With the advent of so-called Caller ID spoofing services, anyone with a credit card can initiate outbound calls with the Caller ID of their choice. Aside from the fact that these services easily allow anyone to compromise the integrity of the Caller ID service, they also open up a number of critical security concerns across different voice-based systems.
Logging into my cellphone website account today, I noticed a security alert for the voicemail system. My provider’s voicemail system has an option to bypass the requirement to enter your PIN if you’re calling from your own cellphone.
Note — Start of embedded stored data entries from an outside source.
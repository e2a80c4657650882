//! Configuration schema types.
//!
//! All structs use `serde(default)` so partial configs work correctly.

mod native;
mod window;

pub use native::*;
pub use window::*;

use serde::{Deserialize, Serialize};

/// Top-level config file contents.
#[derive(Debug, Clone, Default, PartialEq, Eq, Serialize, Deserialize)]
#[serde(default)]
pub struct NebulabunConfig {
    pub window: WindowConfig,
    pub native: NativeConfig,
}
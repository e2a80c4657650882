//! Native library path resolution.
//!
//! The library is built into `app/zig/zig-out/bin/` below the directory
//! the launcher is started from, unless an explicit path is configured.

use std::path::{Path, PathBuf};

/// File stem of the native library (no `lib` prefix on any platform).
pub const LIBRARY_STEM: &str = "nebulabun_webview";

/// Platform shared-library extension.
pub fn library_extension() -> &'static str {
    if cfg!(target_os = "windows") {
        "dll"
    } else if cfg!(target_os = "macos") {
        "dylib"
    } else {
        "so"
    }
}

pub fn library_file_name() -> String {
    format!("{LIBRARY_STEM}.{}", library_extension())
}

/// Location of the bundled build output below `base`.
pub fn bundled_library_path(base: &Path) -> PathBuf {
    base.join("app")
        .join("zig")
        .join("zig-out")
        .join("bin")
        .join(library_file_name())
}

/// The configured path if any, else the bundled path below the working
/// directory.
pub fn resolve_library_path(configured: Option<&Path>) -> PathBuf {
    match configured {
        Some(path) => path.to_path_buf(),
        None => {
            let cwd = std::env::current_dir().unwrap_or_else(|_| PathBuf::from("."));
            bundled_library_path(&cwd)
        }
    }
}

#[cfg(test)]
mod tests {
    use super::*;

    #[test]
    fn extension_matches_platform() {
        let ext = library_extension();
        #[cfg(target_os = "windows")]
        assert_eq!(ext, "dll");
        #[cfg(target_os = "macos")]
        assert_eq!(ext, "dylib");
        #[cfg(all(unix, not(target_os = "macos")))]
        assert_eq!(ext, "so");
        assert!(library_file_name().ends_with(ext));
    }

    #[test]
    fn file_name_has_no_lib_prefix() {
        assert!(library_file_name().starts_with("nebulabun_webview."));
    }

    #[test]
    fn bundled_path_layout() {
        let path = bundled_library_path(Path::new("/work"));
        let expected = Path::new("/work/app/zig/zig-out/bin").join(library_file_name());
        assert_eq!(path, expected);
    }

    #[test]
    fn configured_path_wins() {
        let configured = Path::new("/opt/custom/webview.so");
        assert_eq!(resolve_library_path(Some(configured)), configured);
    }

    #[test]
    fn default_is_below_working_directory() {
        let resolved = resolve_library_path(None);
        let cwd = std::env::current_dir().unwrap();
        assert!(resolved.starts_with(cwd));
        assert!(resolved.ends_with(library_file_name()));
    }
}
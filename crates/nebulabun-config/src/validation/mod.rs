//! Configuration validation.
//!
//! Collects every problem into a single `ConfigError` so one pass reports
//! all of them.

mod helpers;
mod window;


use crate::schema::NebulabunConfig;
use nebulabun_common::ConfigError;

/// Run all validations on a config, collecting all errors.
pub fn validate(config: &NebulabunConfig) -> Result<(), ConfigError> {
    let mut errors: Vec<String> = Vec::new();

    window::validate_window(&mut errors, &config.window);
    window::validate_native(&mut errors, &config.native);

    if errors.is_empty() {
        Ok(())
    } else {
        Err(ConfigError::ValidationError(errors.join("; ")))
    }
}
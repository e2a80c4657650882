pub mod errors;

pub use errors::{ConfigError, NativeError, NebulabunError, WindowError};

pub type Result<T> = std::result::Result<T, NebulabunError>;
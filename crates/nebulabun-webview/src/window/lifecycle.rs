use std::path::PathBuf;

use nebulabun_common::{NativeError, WindowError};
use nebulabun_config::OPAQUE;
use nebulabun_native::{marshal, NativeSurface, WindowHandle};
use tracing::{debug, error, info, warn};

use crate::bridge;
use crate::events::WindowEvent;

use super::types::{ContentSource, WindowState};
use super::NebulabunWindow;

impl<S: NativeSurface> NebulabunWindow<S> {
    /// Open the window with inline HTML and block until it closes.
    pub fn start_with_html(&mut self, html: impl Into<String>) -> Result<i32, WindowError> {
        self.start(ContentSource::Html(html.into()))
    }

    /// Open the window on a URL and block until it closes.
    pub fn start_with_url(&mut self, url: impl Into<String>) -> Result<i32, WindowError> {
        self.start(ContentSource::Url(url.into()))
    }

    /// Open the window on a local HTML file and block until it closes.
    pub fn start_with_file(&mut self, path: impl Into<PathBuf>) -> Result<i32, WindowError> {
        self.start(ContentSource::File(path.into()))
    }

    /// `open` followed by `run`. Returns the message loop's exit code.
    pub fn start(&mut self, content: ContentSource) -> Result<i32, WindowError> {
        self.open(content)?;
        self.run()
    }

    /// Create the window, apply settings and load `content`, without
    /// entering the message loop.
    ///
    /// On creation failure no further native call is made. On load failure
    /// the window is closed again and the facade ends up `Closed`.
    /// Selectors recorded before this call are applied once the content
    /// has loaded.
    pub fn open(&mut self, content: ContentSource) -> Result<WindowHandle, WindowError> {
        if self.state != WindowState::Unstarted {
            return Err(WindowError::AlreadyStarted);
        }

        let transparent = self.config.effective_transparent();
        info!(
            title = %self.config.title,
            width = self.config.width,
            height = self.config.height,
            transparent,
            "creating window"
        );

        let handle = match self.surface.create_window(
            &self.config.title,
            self.config.width,
            self.config.height,
            transparent,
        ) {
            Ok(handle) => handle,
            Err(e) => {
                error!(error = %e, "window creation failed");
                self.state = WindowState::Closed;
                return Err(WindowError::CreationFailed(e));
            }
        };

        self.state = WindowState::Running(handle);
        self.apply_initial_settings();
        self.events.emit(WindowEvent::Created(handle));

        if self.config.bridge {
            self.inject_bridge();
        }

        if let Err(error) = self.load_content(&content) {
            error!(kind = content.kind(), error = %error, "content load failed, closing window");
            if let Err(e) = self.surface.close_window() {
                warn!(error = %e, "close after failed load also failed");
            }
            self.mark_closed();
            return Err(WindowError::ContentLoadFailed {
                kind: content.kind(),
                error,
            });
        }

        self.apply_registered_selectors();

        info!(%handle, kind = content.kind(), "window ready");
        Ok(handle)
    }

    /// Block in the native message loop until the window closes.
    pub fn run(&mut self) -> Result<i32, WindowError> {
        self.require_running()?;
        debug!("entering message loop");
        let code = self.surface.run_message_loop();
        info!(exit_code = code, "message loop exited");
        self.mark_closed();
        Ok(code)
    }

    /// Ask the native side to close the window.
    pub fn close(&mut self) -> Result<(), WindowError> {
        self.require_running()?;
        self.surface.close_window()?;
        self.mark_closed();
        Ok(())
    }

    fn apply_initial_settings(&mut self) {
        let alpha = marshal::clamp_alpha(self.config.transparency);
        if i32::from(alpha) != OPAQUE {
            if let Err(e) = self.surface.set_window_transparency(alpha) {
                warn!(alpha, error = %e, "failed to apply transparency");
            }
        }
        if self.config.click_through {
            if let Err(e) = self.surface.set_click_through(true) {
                warn!(error = %e, "failed to enable click-through");
            }
        }
    }

    fn inject_bridge(&self) {
        match self.surface.execute_javascript(bridge::BRIDGE_SCRIPT) {
            Ok(()) => debug!("bridge script injected"),
            Err(e) => warn!(error = %e, "failed to inject bridge script"),
        }
    }

    /// Mark elements for selectors registered before the window existed.
    ///
    /// Runs against the loaded document; loading replaces the page.
    fn apply_registered_selectors(&self) {
        let scripts = self
            .draggable
            .iter()
            .map(|s| bridge::mark_draggable_script(s))
            .chain(self.clickable.iter().map(|s| bridge::mark_clickable_script(s)));
        for script in scripts {
            if let Err(e) = self.surface.execute_javascript(&script) {
                warn!(error = %e, "failed to apply element selector");
            }
        }
    }

    fn load_content(&self, content: &ContentSource) -> Result<(), NativeError> {
        match content {
            ContentSource::Html(html) => {
                debug!(len = html.len(), "loading HTML content");
                self.surface.set_html_content(html)
            }
            ContentSource::Url(url) => {
                debug!(%url, "navigating");
                self.surface.navigate_to_url(url)
            }
            ContentSource::File(path) => {
                debug!(path = %path.display(), "loading HTML file");
                self.surface.load_html_file(path)
            }
        }
    }

    pub(super) fn mark_closed(&mut self) {
        if self.state != WindowState::Closed {
            self.state = WindowState::Closed;
            self.events.emit(WindowEvent::Closed);
        }
    }
}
Hackers have been able to access the voicemail accounts of others through exploiting this ‘feature’. If you have a cellphone voicemail account, you really should consider enabling PIN-based authentication.
Think about the other types of systems today that use Caller ID for authentication. Caller ID spoofing will have a big impact on all of these if it is the sole authentication token. Here’s another example: Recently I received a replacement debit card, and, when I made the call to enable the card, it confirmed that it had matched my telephone number to the number on file and would not require any further confirmation. This is scary – banking institutions should seriously reconsider the authentication model used for new card enablement.
I’m not completely familiar with the intricacies of the switching network (SS7 et. al.), however I do hope that some steps are taken to restore integrity to the network. Caller ID is a useful feature, but, with the advent of spoofing services, its value has diminished.